The photo below sums up in one picture what I always wanted my daughter to be when she grew up. 

A strong confident young woman who is well on her way to taking on the world and becoming anything she wants to be.

Who is their right mind is going to mess
with those shoulders anyway????

Friday, January 21, 2011

Evening sky in the east

Does anyone ever look to the east as the sun sets in the west?

I was driving home from taking CJ to the high school football game a couple of weeks ago as the sun set in the west.  The mountains were obscured in dust and shadows in my rear view mirrors.  But the scene outside my windshield was striking.  The huge eastern sky spread out before me in three colors.  The lower 1/3 of the sky was a deep blue as the light faded and darkness was pushing to come over the horizon.  Melded into the blue was a band of grey, medium in width.  At the top and spreading over the dome above me was a blend of pink and yellow and blue in a much lighter shade.  There were no clouds on this beautiful Colorado afternoon to obscure this peculiar three color rainbow.  It was absolutely stunning. 

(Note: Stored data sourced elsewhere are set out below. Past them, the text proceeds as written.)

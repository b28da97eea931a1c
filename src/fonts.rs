use std::collections::HashMap;
use std::fs;
use std::path::Path;

use anyhow::{anyhow, Context, Result};
use fontdue::layout::{CoordinateSystem, Layout, LayoutSettings, TextStyle};
use fontdue::Font;

use crate::layout::TextMeasure;
use crate::raster::CoverageMask;

#[derive(Debug, Clone)]
struct GlyphBitmap {
    width: usize,
    height: usize,
    bitmap: Vec<u8>,
}

/// Rasterizes caption text into coverage masks. Glyph bitmaps are cached per
/// raster config; the cache lives for the whole run since font and size are
/// fixed per job.
#[derive(Debug)]
pub struct TextPainter {
    font: Font,
    font_name: String,
    glyph_cache: HashMap<fontdue::layout::GlyphRasterConfig, GlyphBitmap>,
}

impl TextPainter {
    pub fn from_path(font_path: &Path) -> Result<Self> {
        let font_bytes = fs::read(font_path)
            .with_context(|| format!("failed to read font file {}", font_path.display()))?;
        Self::from_bytes(font_bytes, &font_path.display().to_string())
    }

    pub fn from_bytes(font_bytes: Vec<u8>, font_name: &str) -> Result<Self> {
        let font = Font::from_bytes(font_bytes, fontdue::FontSettings::default())
            .map_err(|error| anyhow!("failed to parse font {font_name}: {error}"))?;
        Ok(Self {
            font,
            font_name: font_name.to_owned(),
            glyph_cache: HashMap::new(),
        })
    }

    /// Baseline-to-top distance at the given size.
    pub fn ascent(&self, font_size: f32) -> f32 {
        self.font
            .horizontal_line_metrics(font_size)
            .map(|metrics| metrics.ascent)
            .unwrap_or(font_size * 0.8)
    }

    /// Fails fast on glyphs the font cannot draw, so a missing codepoint
    /// surfaces at setup instead of as tofu halfway through an encode.
    pub fn ensure_supported_codepoints(&self, chars: impl Iterator<Item = char>) -> Result<()> {
        for ch in chars {
            if matches!(ch, '\n' | '\r' | '\t' | ' ') {
                continue;
            }
            if self.font.lookup_glyph_index(ch) == 0 {
                return Err(anyhow!(
                    "unsupported codepoint U+{:04X} ({}) in font {}",
                    ch as u32,
                    ch.escape_default(),
                    self.font_name
                ));
            }
        }
        Ok(())
    }

    /// Stamps one line of text into `mask`, anchored so the glyph baseline
    /// sits at `baseline_y` and the line starts at `x`.
    pub fn stamp_line(
        &mut self,
        mask: &mut CoverageMask,
        text: &str,
        font_size: f32,
        x: f32,
        baseline_y: f32,
    ) {
        if text.is_empty() {
            return;
        }

        let mut layout = Layout::new(CoordinateSystem::PositiveYDown);
        layout.reset(&LayoutSettings {
            x,
            y: baseline_y - self.ascent(font_size),
            max_width: None,
            max_height: None,
            horizontal_align: fontdue::layout::HorizontalAlign::Left,
            vertical_align: fontdue::layout::VerticalAlign::Top,
            line_height: 1.0,
            wrap_style: fontdue::layout::WrapStyle::Letter,
            wrap_hard_breaks: false,
        });
        layout.append(&[&self.font], &TextStyle::new(text, font_size, 0));

        for glyph in layout.glyphs() {
            if glyph.width == 0 || glyph.height == 0 {
                continue;
            }
            let glyph_bitmap = self.glyph_cache.entry(glyph.key).or_insert_with(|| {
                let (_, bitmap) = self.font.rasterize_config(glyph.key);
                GlyphBitmap {
                    width: glyph.width,
                    height: glyph.height,
                    bitmap,
                }
            });

            let gx = glyph.x.round() as i32;
            let gy = glyph.y.round() as i32;
            for row in 0..glyph_bitmap.height {
                for col in 0..glyph_bitmap.width {
                    let coverage = glyph_bitmap.bitmap[row * glyph_bitmap.width + col];
                    if coverage == 0 {
                        continue;
                    }
                    mask.accumulate(gx + col as i32, gy + row as i32, coverage);
                }
            }
        }
    }
}

impl TextMeasure for TextPainter {
    fn text_width(&self, text: &str, font_size: f32) -> f32 {
        text.chars()
            .map(|ch| self.font.metrics(ch, font_size).advance_width)
            .sum()
    }
}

How many people notice the color of the sky when driving down the road doing mundane errands?

How many of us look up at the clouds while walking the dog and count the colors of the sky?

How many of us see the owl sitting on a branch in the tree just above our heads, silently watching us as we meander under?  Do we even notice it when it takes off just as we cross directly below it?  If we stop to listen, we could hear the rushing of it's wings as it moves through the air.

Who has stood in water up to their knees in a mountain river, stopped casting their fly, and listened to the steady "plop, plop, plop"  of so many fish rising that it sounds as if it is raining?

How many of us have consciously held our tongue in the exam room and not interrupted our patients twenty seconds into the conversation as a majority of physicians are prone to do? 

How many times a week do we stop everything we are doing and really look at our children when they are talking to us; focusing all of our attention on the conversation at hand?

Tonight, the sky in the west was as bright with color as the sky in the east that night a couple of weeks ago.  I couldn't see the whole thing as I was still inside at work, and my view was obscured by buildings, trees, and cars.  But the colors won; demanding my attention, and I was happy to oblige.